Further, the present invention is a molded product obtained by thermoforming the above-mentioned molded sheet.
Further, in the present invention, an olefin resin mixture containing starch, a polyhydric alcohol and an olefin resin is melt-kneaded to contain thermoplastic starch and a melt flow rate (MFR) value of 0.7 to 1.5. A method for producing a molded sheet, which comprises a step of forming an olefin resin composition of gram / 10 minutes, extruding the olefin resin composition, and molding the olefin resin composition into a sheet shape.

In one embodiment of the present invention, an olefin resin composition containing thermoplastic starch and having a melt flow rate (MFR) value of 0.7 to 1.5 g / 10 minutes is molded into a sheet shape. It is a molded sheet. The olefin resin composition used for the molded sheet of the embodiment is a mixture of thermoplastic starch (hereinafter, may be referred to as “TPS”) and an olefin resin. Starch is composed of amylopectin, which is a long-chain molecule having a molecular weight of tens of thousands, has an amorphous amylose, and has a semi-crystalline structure with many branches having a molecular weight of several hundred thousand and has a granular structure. Starch does not develop thermoplasticity up to the temperature leading to heat denaturation. By heating and kneading starch with a plasticizer, this granular structure is broken, the uniformity is increased and the crystallinity is lowered, and it is the thermoplastic starch that enables thermoplastic processing like a general-purpose thermoplastic resin (thermoplastic starch). TPS). A detailed method for producing TPS is described in, for example, Patent Document 1 and the like described above.

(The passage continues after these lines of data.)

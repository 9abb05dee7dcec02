//! A module implementing tokenization of a single command.
//!
//! Words are separated by runs of spaces. A word after the program name that is
//! entirely wrapped in one pair of matching quotes (`"..."` or `'...'`) loses that
//! one pair. There is no escaping and no nested unwrapping.

/// Splits `line` into argument tokens, keeping at most `max_args` of them.
///
/// Tokens beyond the limit are dropped; this is an implementation limit, not an error.
pub fn split_into_tokens(line: &str, max_args: usize) -> Vec<String> {
    let mut out: Vec<String> = Vec::new();

    for word in line.split(' ').filter(|w| !w.is_empty()) {
        if out.len() == max_args {
            log::debug!("argument limit {max_args} reached, dropping `{word}` and the rest");
            break;
        }
        if out.is_empty() {
            out.push(word.to_owned());
        } else {
            out.push(strip_quotes(word).to_owned());
        }
    }

    out
}

/// Removes exactly one pair of matching quotes wrapping the whole word.
fn strip_quotes(word: &str) -> &str {
    for quote in ['"', '\''] {
        if word.len() >= 2 && word.starts_with(quote) && word.ends_with(quote) {
            return &word[1..word.len() - 1];
        }
    }
    word
}

#[cfg(test)]
mod tests {
    use super::*;

    const LIMIT: usize = 128;

    fn toks(line: &str) -> Vec<String> {
        split_into_tokens(line, LIMIT)
    }

    #[test]
    fn splits_on_runs_of_spaces() {
        assert_eq!(toks("  ls   -l  /tmp "), vec!["ls", "-l", "/tmp"]);
    }

    #[test]
    fn empty_input_has_no_tokens() {
        assert!(toks("").is_empty());
        assert!(toks("     ").is_empty());
    }

    #[test]
    fn strips_one_layer_of_double_quotes() {
        assert_eq!(toks("echo \"hello\""), vec!["echo", "hello"]);
    }

    #[test]
    fn strips_one_layer_of_single_quotes() {
        assert_eq!(toks("printf 'b\\na\\n'"), vec!["printf", "b\\na\\n"]);
    }

    #[test]
    fn does_not_unwrap_recursively() {
        assert_eq!(toks("echo \"'x'\""), vec!["echo", "'x'"]);
    }

    #[test]
    fn mismatched_quotes_are_kept() {
        assert_eq!(toks("echo \"x'"), vec!["echo", "\"x'"]);
        assert_eq!(toks("echo \"a b\""), vec!["echo", "\"a", "b\""]);
    }

    #[test]
    fn lone_quote_is_kept() {
        assert_eq!(toks("echo \""), vec!["echo", "\""]);
    }

    #[test]
    fn empty_quotes_become_empty_argument() {
        assert_eq!(toks("echo ''"), vec!["echo", ""]);
    }

    #[test]
    fn program_name_is_never_unquoted() {
        assert_eq!(toks("'ls' -l"), vec!["'ls'", "-l"]);
    }

    #[test]
    fn extra_tokens_are_dropped() {
        assert_eq!(split_into_tokens("a b c d e", 3), vec!["a", "b", "c"]);
    }

    #[test]
    fn rejoining_is_idempotent() {
        for line in ["ls -la /tmp", "  a  b c   ", "sort -r -n file.txt", "x"] {
            let first = toks(line);
            let second = toks(&first.join(" "));
            assert_eq!(first, second, "line: {line:?}");
        }
    }
}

In the olefin resin composition used in one embodiment of the present invention, the content of TPS is 20 to 70% by weight, preferably 25 to 65% by weight, and more preferably 30 to 60% by weight. If this ratio is 70% by weight or more, the mechanical properties of the molded product of the olefin resin composition may be insufficient. As described above, TPS is a hydrophilic polymer composition containing a water-soluble plasticizer and is inferior in water resistance. This drawback can be overcome by blending with a highly hydrophobic polyolefin resin, but if it is blended in an olefin resin composition at a high blending ratio of 70% by weight or more, a problem may occur in the water resistance of the composition. be. On the other hand, if the blending ratio of TPS in the olefin resin composition is 20% by weight or less, the T-die moldability becomes insufficient. Not only does it cause a problem in moldability in T-die molding, but it is also not preferable from the viewpoint of utilizing plant-derived components. In T-die molding, there are various properties required for an olefin resin composition, such as fluidity in a molten state, swell, slipperiness in a solid state, and peelability. As in the embodiment, TPS can be blended with the polyolefin resin to perform T-die molding without any problem. The reason is not clear, but the flow suitable for T-die molding is achieved by highly blending the TPS melt with high polarity and high cohesion with the melt of polyolefin resin with strong hydrophobicity and low cohesion. It is presumed that the characteristics can be obtained.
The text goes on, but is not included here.